Records for the exercise:
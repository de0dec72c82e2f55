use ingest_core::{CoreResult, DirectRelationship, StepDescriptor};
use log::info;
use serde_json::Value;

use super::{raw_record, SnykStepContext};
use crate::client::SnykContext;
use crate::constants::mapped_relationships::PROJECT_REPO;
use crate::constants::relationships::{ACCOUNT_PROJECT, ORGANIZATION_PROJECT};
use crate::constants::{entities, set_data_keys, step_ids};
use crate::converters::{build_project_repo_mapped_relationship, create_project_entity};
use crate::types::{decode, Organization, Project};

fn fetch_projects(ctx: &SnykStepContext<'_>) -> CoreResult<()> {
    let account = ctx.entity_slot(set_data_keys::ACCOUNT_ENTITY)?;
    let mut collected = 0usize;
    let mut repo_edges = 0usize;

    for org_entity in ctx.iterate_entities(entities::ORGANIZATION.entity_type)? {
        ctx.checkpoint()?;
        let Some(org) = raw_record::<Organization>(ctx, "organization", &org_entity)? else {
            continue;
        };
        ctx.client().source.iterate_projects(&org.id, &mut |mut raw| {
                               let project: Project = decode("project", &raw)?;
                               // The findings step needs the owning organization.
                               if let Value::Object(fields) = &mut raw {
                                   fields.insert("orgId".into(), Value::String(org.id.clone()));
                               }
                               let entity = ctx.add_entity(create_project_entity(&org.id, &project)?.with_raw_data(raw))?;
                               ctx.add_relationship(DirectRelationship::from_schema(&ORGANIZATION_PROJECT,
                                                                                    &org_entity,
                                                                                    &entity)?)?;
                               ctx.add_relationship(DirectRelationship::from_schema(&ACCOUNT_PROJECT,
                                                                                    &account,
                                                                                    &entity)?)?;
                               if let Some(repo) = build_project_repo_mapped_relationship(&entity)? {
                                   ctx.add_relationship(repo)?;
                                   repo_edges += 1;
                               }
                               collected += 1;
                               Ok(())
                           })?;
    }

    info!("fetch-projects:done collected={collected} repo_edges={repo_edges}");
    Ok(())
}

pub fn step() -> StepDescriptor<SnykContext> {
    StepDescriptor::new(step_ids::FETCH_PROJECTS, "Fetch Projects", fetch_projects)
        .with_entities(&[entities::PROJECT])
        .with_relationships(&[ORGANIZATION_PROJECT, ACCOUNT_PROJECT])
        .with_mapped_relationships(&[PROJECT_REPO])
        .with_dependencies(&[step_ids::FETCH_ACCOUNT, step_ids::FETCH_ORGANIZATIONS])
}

==

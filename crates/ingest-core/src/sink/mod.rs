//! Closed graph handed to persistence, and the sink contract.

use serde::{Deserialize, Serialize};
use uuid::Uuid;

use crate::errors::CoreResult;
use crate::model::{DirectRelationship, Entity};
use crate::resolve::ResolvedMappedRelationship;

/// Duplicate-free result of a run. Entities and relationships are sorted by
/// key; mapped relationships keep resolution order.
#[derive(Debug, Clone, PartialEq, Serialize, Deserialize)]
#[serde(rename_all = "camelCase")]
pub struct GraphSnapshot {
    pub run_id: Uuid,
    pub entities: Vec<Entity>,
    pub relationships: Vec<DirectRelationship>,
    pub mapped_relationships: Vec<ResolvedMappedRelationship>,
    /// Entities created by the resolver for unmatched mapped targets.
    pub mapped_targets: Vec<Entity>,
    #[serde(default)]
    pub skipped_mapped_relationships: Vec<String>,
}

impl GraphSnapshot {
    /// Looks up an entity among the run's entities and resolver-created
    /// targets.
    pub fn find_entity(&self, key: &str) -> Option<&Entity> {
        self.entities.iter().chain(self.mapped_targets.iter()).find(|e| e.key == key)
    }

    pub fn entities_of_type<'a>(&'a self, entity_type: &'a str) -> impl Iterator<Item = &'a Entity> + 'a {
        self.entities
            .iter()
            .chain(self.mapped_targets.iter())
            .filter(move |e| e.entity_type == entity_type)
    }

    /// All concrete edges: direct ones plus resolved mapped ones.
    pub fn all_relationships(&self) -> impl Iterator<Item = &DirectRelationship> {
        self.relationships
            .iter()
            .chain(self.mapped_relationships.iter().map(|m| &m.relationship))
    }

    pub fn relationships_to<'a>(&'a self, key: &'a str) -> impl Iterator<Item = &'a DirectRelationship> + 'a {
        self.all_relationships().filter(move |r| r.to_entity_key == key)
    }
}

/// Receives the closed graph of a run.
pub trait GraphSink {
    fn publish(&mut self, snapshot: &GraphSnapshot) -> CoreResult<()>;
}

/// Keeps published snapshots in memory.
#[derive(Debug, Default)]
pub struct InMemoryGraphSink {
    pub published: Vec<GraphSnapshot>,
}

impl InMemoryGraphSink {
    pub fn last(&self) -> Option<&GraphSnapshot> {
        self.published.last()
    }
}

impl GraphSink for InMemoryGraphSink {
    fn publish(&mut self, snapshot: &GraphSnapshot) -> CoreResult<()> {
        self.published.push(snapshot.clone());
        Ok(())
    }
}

--

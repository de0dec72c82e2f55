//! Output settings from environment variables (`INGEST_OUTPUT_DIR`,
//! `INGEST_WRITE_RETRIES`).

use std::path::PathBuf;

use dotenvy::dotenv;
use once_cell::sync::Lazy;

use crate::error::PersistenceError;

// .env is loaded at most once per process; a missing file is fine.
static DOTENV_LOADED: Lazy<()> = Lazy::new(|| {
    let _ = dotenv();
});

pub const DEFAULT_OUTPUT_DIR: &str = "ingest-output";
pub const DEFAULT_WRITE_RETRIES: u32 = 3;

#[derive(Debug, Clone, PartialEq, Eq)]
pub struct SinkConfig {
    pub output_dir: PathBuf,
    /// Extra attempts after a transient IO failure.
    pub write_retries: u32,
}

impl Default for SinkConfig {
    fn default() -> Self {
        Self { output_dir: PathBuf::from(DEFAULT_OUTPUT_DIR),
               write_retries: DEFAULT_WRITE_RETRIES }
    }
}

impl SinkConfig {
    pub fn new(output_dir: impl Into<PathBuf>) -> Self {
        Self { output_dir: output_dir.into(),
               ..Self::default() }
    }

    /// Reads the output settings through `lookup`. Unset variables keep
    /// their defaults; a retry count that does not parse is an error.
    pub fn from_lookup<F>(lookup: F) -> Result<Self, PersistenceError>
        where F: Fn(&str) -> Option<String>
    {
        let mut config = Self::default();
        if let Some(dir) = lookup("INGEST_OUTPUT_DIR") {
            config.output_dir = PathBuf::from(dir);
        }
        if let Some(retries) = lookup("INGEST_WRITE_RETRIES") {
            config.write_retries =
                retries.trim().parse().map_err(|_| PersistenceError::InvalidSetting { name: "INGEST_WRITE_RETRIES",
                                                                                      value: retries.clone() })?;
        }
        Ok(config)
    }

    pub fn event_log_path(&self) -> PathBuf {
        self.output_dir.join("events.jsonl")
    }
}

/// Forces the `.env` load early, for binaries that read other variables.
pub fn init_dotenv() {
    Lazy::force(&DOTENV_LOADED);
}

Your assignment:
How many of the lines above hold the word "Some"? Answer with only the number.

Answer to this exercise:
4